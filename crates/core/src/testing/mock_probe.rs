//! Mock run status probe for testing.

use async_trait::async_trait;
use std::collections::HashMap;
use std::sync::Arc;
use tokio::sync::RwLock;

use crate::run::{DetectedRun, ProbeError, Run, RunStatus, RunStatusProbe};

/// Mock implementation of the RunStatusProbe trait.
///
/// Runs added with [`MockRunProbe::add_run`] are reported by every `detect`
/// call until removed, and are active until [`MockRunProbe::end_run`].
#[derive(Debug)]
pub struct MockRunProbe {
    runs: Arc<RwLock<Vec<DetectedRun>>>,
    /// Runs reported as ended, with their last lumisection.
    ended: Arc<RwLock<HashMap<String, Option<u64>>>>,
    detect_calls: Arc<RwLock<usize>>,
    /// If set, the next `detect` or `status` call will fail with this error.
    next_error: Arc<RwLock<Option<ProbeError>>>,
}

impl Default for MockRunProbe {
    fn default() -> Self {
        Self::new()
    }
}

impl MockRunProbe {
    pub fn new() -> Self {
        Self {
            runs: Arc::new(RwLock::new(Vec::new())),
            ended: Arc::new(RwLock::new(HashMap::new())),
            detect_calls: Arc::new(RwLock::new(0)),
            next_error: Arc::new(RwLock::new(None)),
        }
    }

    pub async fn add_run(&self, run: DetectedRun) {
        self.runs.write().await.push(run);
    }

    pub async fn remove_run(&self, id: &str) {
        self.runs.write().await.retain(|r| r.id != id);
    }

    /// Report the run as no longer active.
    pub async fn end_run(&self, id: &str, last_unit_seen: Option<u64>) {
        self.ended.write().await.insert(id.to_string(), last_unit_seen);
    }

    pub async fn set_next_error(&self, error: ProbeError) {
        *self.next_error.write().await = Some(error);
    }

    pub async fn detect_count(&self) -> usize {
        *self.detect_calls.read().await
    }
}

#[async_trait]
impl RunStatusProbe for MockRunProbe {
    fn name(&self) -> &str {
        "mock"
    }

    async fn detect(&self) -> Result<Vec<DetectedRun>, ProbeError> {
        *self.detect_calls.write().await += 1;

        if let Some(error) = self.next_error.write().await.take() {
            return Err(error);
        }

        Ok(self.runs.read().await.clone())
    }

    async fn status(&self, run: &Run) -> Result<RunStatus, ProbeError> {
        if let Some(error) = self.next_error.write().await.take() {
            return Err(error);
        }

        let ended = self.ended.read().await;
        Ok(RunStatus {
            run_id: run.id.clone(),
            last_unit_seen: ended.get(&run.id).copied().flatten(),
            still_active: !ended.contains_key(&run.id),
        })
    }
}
☆ ☆ ☆ ☆ ☆
• _WHAT IS NEEDED_:
Look through the entries above and quote exactly the lines from the line with "no longer active." to the line with "pub async fn set_next_error(&self, error: ProbeError)", counting both of those lines.

• _EXERCISE RESPONSE_:
    /// Report the run as no longer active.
    pub async fn end_run(&self, id: &str, last_unit_seen: Option<u64>) {
        self.ended.write().await.insert(id.to_string(), last_unit_seen);
    }

    pub async fn set_next_error(&self, error: ProbeError) {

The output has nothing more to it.